Chautauqua Lake is completely locked up with ice, and anglers are reporting that most parts of the lake have between 4 and 6 inches of solid, clear ice. Ice may be thinner off Mayville, near the Bell Tower and near stream inlets. Anglers generally catch lots of yellow perch, but expect many throwbacks for every keeper. There is also good opportunity to catch walleye, as population levels are up. See the Chautauqua Lake page for more fishing information.


----------



## jmciw17 (Sep 4, 2007)

Go to lake simcoe in Canada great perch fishing


----------



## fishdealer04 (Aug 27, 2006)

In the truck now headed up to Northern MI for a walleye derby. Plenty of propane for the heaters haha


----------



## Stampede (Apr 11, 2004)

Sorry, should have stated ohio. Looking at west branch. Where is a bait shop there. What areas should I look at.


----------



## doubledipper (Oct 16, 2018)

Stampede said:


> Sorry, should have stated ohio.


Don't go to Portage Lakes, or Nimisilla. Totally a waste of time !!!!! Nothing but consistent dink gills. I Would go to Mosquito for sure once the ice is good. Large Crappies and walleyes. Cemetery area for crappies and north of the 88 causeway for early season eyes. Hopefully this helps ya out.


----------



## Stampede (Apr 11, 2004)

Mosquito on my list also. Hotel's will be deciding factor.


----------



## 1MoreKast (Mar 15, 2008)

Stampede said:


> Mosquito on my list also. Hotel's will be deciding factor.

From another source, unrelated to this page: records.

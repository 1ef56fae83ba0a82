//! End-to-end tests against a throwaway repository built with the real
//! `git` binary (mirrors `maw-git/tests`' use of `tempfile` + a real
//! repository rather than an in-memory double).

use std::io::Write as _;
use std::path::Path;
use std::process::Command;
use std::sync::Arc;

use couples_core::adapter::{CommitHandle, IdentityAdapter, TreeDiffAdapter};
use couples_core::model::Change;

use couples_git::{walk_history, GixCommitHandle, GixIdentityAdapter, GixTreeDiffAdapter};

fn git(dir: &Path, args: &[&str]) {
    let status = Command::new("git")
        .args(args)
        .current_dir(dir)
        .status()
        .expect("git invocation");
    assert!(status.success(), "git {args:?} failed");
}

fn init_identity(dir: &Path) {
    git(dir, &["init", "-q"]);
    git(dir, &["config", "user.email", "a@example.com"]);
    git(dir, &["config", "user.name", "A"]);
}

fn write_file(dir: &Path, name: &str, contents: &str) {
    let path = dir.join(name);
    std::fs::File::create(path)
        .unwrap()
        .write_all(contents.as_bytes())
        .unwrap();
}

fn commit_all(dir: &Path, message: &str) {
    git(dir, &["add", "."]);
    git(dir, &["commit", "-q", "-m", message]);
}

#[test]
fn walk_history_visits_commits_oldest_first() {
    let tmp = tempfile::tempdir().unwrap();
    init_identity(tmp.path());
    write_file(tmp.path(), "a.go", "line one\nline two\n");
    commit_all(tmp.path(), "first");
    write_file(tmp.path(), "b.go", "content\n");
    commit_all(tmp.path(), "second");

    let repo = Arc::new(gix::open(tmp.path()).unwrap());
    let head = repo.head_id().unwrap().detach();
    let history = walk_history(Arc::clone(&repo), head).unwrap();

    assert_eq!(history.len(), 2);
    assert!(!history[0].1);
    assert!(!history[1].1);
}

#[test]
fn tree_diff_adapter_reports_insert_for_root_commit() {
    let tmp = tempfile::tempdir().unwrap();
    init_identity(tmp.path());
    write_file(tmp.path(), "a.go", "one\ntwo\n");
    commit_all(tmp.path(), "first");

    let repo = Arc::new(gix::open(tmp.path()).unwrap());
    let head = repo.head_id().unwrap().detach();
    let handle = GixCommitHandle::new(Arc::clone(&repo), head);

    let diff = GixTreeDiffAdapter::new();
    let changes = diff.changes(&handle, false).unwrap();
    assert!(changes
        .iter()
        .any(|c| matches!(c, Change::Insert { to } if to == "a.go")));
}

#[test]
fn tree_diff_adapter_reports_modify_on_second_commit() {
    let tmp = tempfile::tempdir().unwrap();
    init_identity(tmp.path());
    write_file(tmp.path(), "a.go", "one\n");
    commit_all(tmp.path(), "first");
    write_file(tmp.path(), "a.go", "one\ntwo\n");
    commit_all(tmp.path(), "second");

    let repo = Arc::new(gix::open(tmp.path()).unwrap());
    let head = repo.head_id().unwrap().detach();
    let handle = GixCommitHandle::new(Arc::clone(&repo), head);

    let diff = GixTreeDiffAdapter::new();
    let changes = diff.changes(&handle, false).unwrap();
    assert!(changes
        .iter()
        .any(|c| matches!(c, Change::Modify { to, .. } if to == "a.go")));
}

#[test]
fn tree_diff_adapter_distinguishes_added_from_deleted_paths() {
    let tmp = tempfile::tempdir().unwrap();
    init_identity(tmp.path());
    write_file(tmp.path(), "keep.go", "kept\n");
    write_file(tmp.path(), "gone.go", "removed\n");
    commit_all(tmp.path(), "first");

    std::fs::remove_file(tmp.path().join("gone.go")).unwrap();
    write_file(tmp.path(), "added.go", "new\n");
    commit_all(tmp.path(), "second");

    let repo = Arc::new(gix::open(tmp.path()).unwrap());
    let head = repo.head_id().unwrap().detach();
    let handle = GixCommitHandle::new(Arc::clone(&repo), head);

    let diff = GixTreeDiffAdapter::new();
    let changes = diff.changes(&handle, false).unwrap();

    assert!(
        changes
            .iter()
            .any(|c| matches!(c, Change::Insert { to } if to == "added.go")),
        "added.go must be classified Insert, not Delete: {changes:?}"
    );
    assert!(
        changes
            .iter()
            .any(|c| matches!(c, Change::Delete { from } if from == "gone.go")),
        "gone.go must be classified Delete, not Insert: {changes:?}"
    );
    assert!(
        !changes.iter().any(
            |c| matches!(c, Change::Insert { to } if to == "gone.go")
                || matches!(c, Change::Delete { from } if from == "added.go")
        ),
        "diff direction must not be inverted: {changes:?}"
    );
}

#[test]
fn commit_handle_counts_lines_and_reports_none_for_missing_path() {
    let tmp = tempfile::tempdir().unwrap();
    init_identity(tmp.path());
    write_file(tmp.path(), "a.go", "one\ntwo\nthree\n");
    commit_all(tmp.path(), "first");

    let repo = Arc::new(gix::open(tmp.path()).unwrap());
    let head = repo.head_id().unwrap().detach();
    let handle = GixCommitHandle::new(repo, head);

    assert_eq!(handle.count_lines("a.go").unwrap(), Some(3));
    assert_eq!(handle.count_lines("missing.go").unwrap(), None);
}

#[test]
fn identity_adapter_assigns_stable_indices_by_author_identity() {
    let tmp = tempfile::tempdir().unwrap();
    init_identity(tmp.path());
    write_file(tmp.path(), "a.go", "x\n");
    commit_all(tmp.path(), "first");
    write_file(tmp.path(), "b.go", "y\n");
    commit_all(tmp.path(), "second");

    let repo = Arc::new(gix::open(tmp.path()).unwrap());
    let head = repo.head_id().unwrap().detach();
    let history = walk_history(Arc::clone(&repo), head).unwrap();

    let identity = GixIdentityAdapter::new();
    let ids: Vec<_> = history
        .iter()
        .map(|(handle, _)| identity.author_of(handle))
        .collect();

    // Same author on both commits must resolve to the same slot.
    assert_eq!(ids[0], ids[1]);
    assert_eq!(identity.reversed_people_dict().len(), 1);
}
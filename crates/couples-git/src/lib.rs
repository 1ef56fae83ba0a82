//! The `gix`-backed adapter implementation for `couples-core`.
//!
//! This crate defines no public trait of its own — it implements
//! `couples_core::adapter`'s three collaborator traits
//! (`CommitHandle`, `TreeDiffAdapter`, `IdentityAdapter`) over `gix`.
//! Nothing in `couples-core` depends on this crate; a driver wires them
//! together.
//!
//! # Crate layout
//!
//! - [`commit`] — [`commit::GixCommitHandle`], the `CommitHandle` impl.
//! - [`diff`] — [`diff::GixTreeDiffAdapter`], the `TreeDiffAdapter` impl,
//!   including the merge-commit synthetic all-files treatment.
//! - [`identity`] — [`identity::GixIdentityAdapter`], the `IdentityAdapter`
//!   impl, assigning stable author indices by `"name <email>"` identity.
//! - [`walk`] — [`walk::walk_history`], a commit walker producing the
//!   oldest-first traversal order merge-dedup depends on.
//! - [`error`] — [`error::AdapterError`], folded into `CoreError::Adapter`
//!   at the trait boundary.

pub mod commit;
pub mod diff;
pub mod error;
pub mod identity;
pub mod walk;

pub use commit::GixCommitHandle;
pub use diff::GixTreeDiffAdapter;
pub use error::AdapterError;
pub use identity::GixIdentityAdapter;
pub use walk::walk_history;
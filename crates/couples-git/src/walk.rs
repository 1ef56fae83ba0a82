//! A commit walker producing the traversal order the core's merge-dedup
//! requires: parents reached before the merge commits that reference them
//! (spec §5, "Ordering").

use std::sync::Arc;

use crate::commit::GixCommitHandle;
use crate::error::AdapterError;

/// Walk the history reachable from `start` (typically `HEAD`), oldest
/// first, yielding `(handle, is_merge)` pairs.
///
/// # Errors
/// Propagates `gix`'s revision-walk failures.
pub fn walk_history(
    repo: Arc<gix::Repository>,
    start: gix::ObjectId,
) -> Result<Vec<(GixCommitHandle, bool)>, AdapterError> {
    let platform = repo
        .rev_walk(std::iter::once(start))
        .sorting(gix::revision::walk::Sorting::ByCommitTimeNewestFirst)
        .all()
        .map_err(|e| AdapterError::backend(format!("rev-walk setup: {e}")))?;

    let mut newest_first = Vec::new();
    for info in platform {
        let info = info.map_err(|e| AdapterError::backend(format!("rev-walk step: {e}")))?;
        let num_parents = info.parent_ids.len();
        newest_first.push((info.id, num_parents > 1));
    }

    newest_first.reverse();
    Ok(newest_first
        .into_iter()
        .map(|(id, is_merge)| (GixCommitHandle::new(Arc::clone(&repo), id), is_merge))
        .collect())
}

Stampede...I haven't use a hotel for fishing trips in a long time. Anymore I look up vacation homes on www.vrbo.com or www.airbnb.com.

You can find very nice little cottages or houses for dirt cheap and are typically way more suitable for fisherman, especially if you got a few buddies.


----------



## 1MoreKast (Mar 15, 2008)

An example - I put in Cortland, OH in airbnb and the rates will beat any hotel...


----------



## Stampede (Apr 11, 2004)

Got a reprieve. Some scheduling changes and I was able to change my days off to next Thursday and Friday. And since it's just me it will probably be a motel.


----------



## Scum_Frog (Apr 3, 2009)

lake st clair has been hot right now for walleye and gil's....I want to make a trip up there bad.


----------



## swone (Jan 24, 2007)

Portage Lakes and Nimisila can be a lot of fun and have some decent fish in them, but I would think you could do a lot better for quality of fish. If you just want to catch fish, they are easily accessible and have lots of bait shops and lots of people fishing on them, but I have to agree with doubledipper that Mosquito is a whole lot better choice. I don't have experience with West Branch but I have heard that like Berlin it often has pretty severe water level fluctuations that can potentially destroy the ice. There's an excellent tackle shop not far from West Branch that might be able to give you better information, I am including a link to his website. I hope you have a wonderful trip.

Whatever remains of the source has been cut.